**Listed entries**:
════════════════════
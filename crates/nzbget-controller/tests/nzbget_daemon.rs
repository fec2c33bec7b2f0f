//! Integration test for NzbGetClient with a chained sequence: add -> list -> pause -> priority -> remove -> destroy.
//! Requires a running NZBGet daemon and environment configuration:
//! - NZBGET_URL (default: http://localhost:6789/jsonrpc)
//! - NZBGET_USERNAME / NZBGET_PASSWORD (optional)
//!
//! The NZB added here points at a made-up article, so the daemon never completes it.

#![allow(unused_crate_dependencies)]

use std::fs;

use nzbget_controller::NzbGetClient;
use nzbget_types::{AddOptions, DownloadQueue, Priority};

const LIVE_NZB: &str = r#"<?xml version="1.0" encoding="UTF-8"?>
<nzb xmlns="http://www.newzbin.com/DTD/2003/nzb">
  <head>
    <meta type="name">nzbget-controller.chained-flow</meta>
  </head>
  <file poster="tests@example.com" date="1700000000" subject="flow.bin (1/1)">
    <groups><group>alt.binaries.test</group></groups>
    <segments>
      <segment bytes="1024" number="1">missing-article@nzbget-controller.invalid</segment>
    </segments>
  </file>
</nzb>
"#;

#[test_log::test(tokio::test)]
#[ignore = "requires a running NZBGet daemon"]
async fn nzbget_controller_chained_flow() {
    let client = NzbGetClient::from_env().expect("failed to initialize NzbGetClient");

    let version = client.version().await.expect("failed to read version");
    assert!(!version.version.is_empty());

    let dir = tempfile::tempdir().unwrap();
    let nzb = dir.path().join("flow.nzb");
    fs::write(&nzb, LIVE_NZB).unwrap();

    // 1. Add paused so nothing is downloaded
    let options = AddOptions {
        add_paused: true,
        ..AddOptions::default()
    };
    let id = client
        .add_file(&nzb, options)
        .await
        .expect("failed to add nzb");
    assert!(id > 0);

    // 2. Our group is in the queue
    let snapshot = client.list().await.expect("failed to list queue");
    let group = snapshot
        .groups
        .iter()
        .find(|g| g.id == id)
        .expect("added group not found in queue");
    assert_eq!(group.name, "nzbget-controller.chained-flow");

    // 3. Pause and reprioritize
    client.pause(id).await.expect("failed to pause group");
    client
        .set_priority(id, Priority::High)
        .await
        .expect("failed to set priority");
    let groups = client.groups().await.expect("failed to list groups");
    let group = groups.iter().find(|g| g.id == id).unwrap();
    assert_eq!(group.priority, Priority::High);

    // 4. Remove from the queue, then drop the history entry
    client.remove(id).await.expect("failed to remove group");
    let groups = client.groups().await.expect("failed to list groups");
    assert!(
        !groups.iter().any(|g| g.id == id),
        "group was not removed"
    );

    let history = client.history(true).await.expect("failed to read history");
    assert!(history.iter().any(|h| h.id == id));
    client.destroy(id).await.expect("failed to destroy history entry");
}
════════════════════
**Task brief**: Each line of the listing should be echoed back exactly.

**Answer box**:
filename crates/nzbget-controller/tests/nzbget_daemon.rs
repository fec2c33bec7b2f0f
//! Integration test for NzbGetClient with a chained sequence: add -> list -> pause -> priority -> remove -> destroy.
//! Requires a running NZBGet daemon and environment configuration:
//! - NZBGET_URL (default: http://localhost:6789/jsonrpc)
//! - NZBGET_USERNAME / NZBGET_PASSWORD (optional)
//!
//! The NZB added here points at a made-up article, so the daemon never completes it.

#![allow(unused_crate_dependencies)]

use std::fs;

use nzbget_controller::NzbGetClient;
use nzbget_types::{AddOptions, DownloadQueue, Priority};

const LIVE_NZB: &str = r#"<?xml version="1.0" encoding="UTF-8"?>
<nzb xmlns="http://www.newzbin.com/DTD/2003/nzb">
  <head>
    <meta type="name">nzbget-controller.chained-flow</meta>
  </head>
  <file poster="tests@example.com" date="1700000000" subject="flow.bin (1/1)">
    <groups><group>alt.binaries.test</group></groups>
    <segments>
      <segment bytes="1024" number="1">missing-article@nzbget-controller.invalid</segment>
    </segments>
  </file>
</nzb>
"#;

#[test_log::test(tokio::test)]
#[ignore = "requires a running NZBGet daemon"]
async fn nzbget_controller_chained_flow() {
    let client = NzbGetClient::from_env().expect("failed to initialize NzbGetClient");

    let version = client.version().await.expect("failed to read version");
    assert!(!version.version.is_empty());

    let dir = tempfile::tempdir().unwrap();
    let nzb = dir.path().join("flow.nzb");
    fs::write(&nzb, LIVE_NZB).unwrap();

    // 1. Add paused so nothing is downloaded
    let options = AddOptions {
        add_paused: true,
        ..AddOptions::default()
    };
    let id = client
        .add_file(&nzb, options)
        .await
        .expect("failed to add nzb");
    assert!(id > 0);

    // 2. Our group is in the queue
    let snapshot = client.list().await.expect("failed to list queue");
    let group = snapshot
        .groups
        .iter()
        .find(|g| g.id == id)
        .expect("added group not found in queue");
    assert_eq!(group.name, "nzbget-controller.chained-flow");

    // 3. Pause and reprioritize
    client.pause(id).await.expect("failed to pause group");
    client
        .set_priority(id, Priority::High)
        .await
        .expect("failed to set priority");
    let groups = client.groups().await.expect("failed to list groups");
    let group = groups.iter().find(|g| g.id == id).unwrap();
    assert_eq!(group.priority, Priority::High);

    // 4. Remove from the queue, then drop the history entry
    client.remove(id).await.expect("failed to remove group");
    let groups = client.groups().await.expect("failed to list groups");
    assert!(
        !groups.iter().any(|g| g.id == id),
        "group was not removed"
    );

    let history = client.history(true).await.expect("failed to read history");
    assert!(history.iter().any(|h| h.id == id));
    client.destroy(id).await.expect("failed to destroy history entry");
}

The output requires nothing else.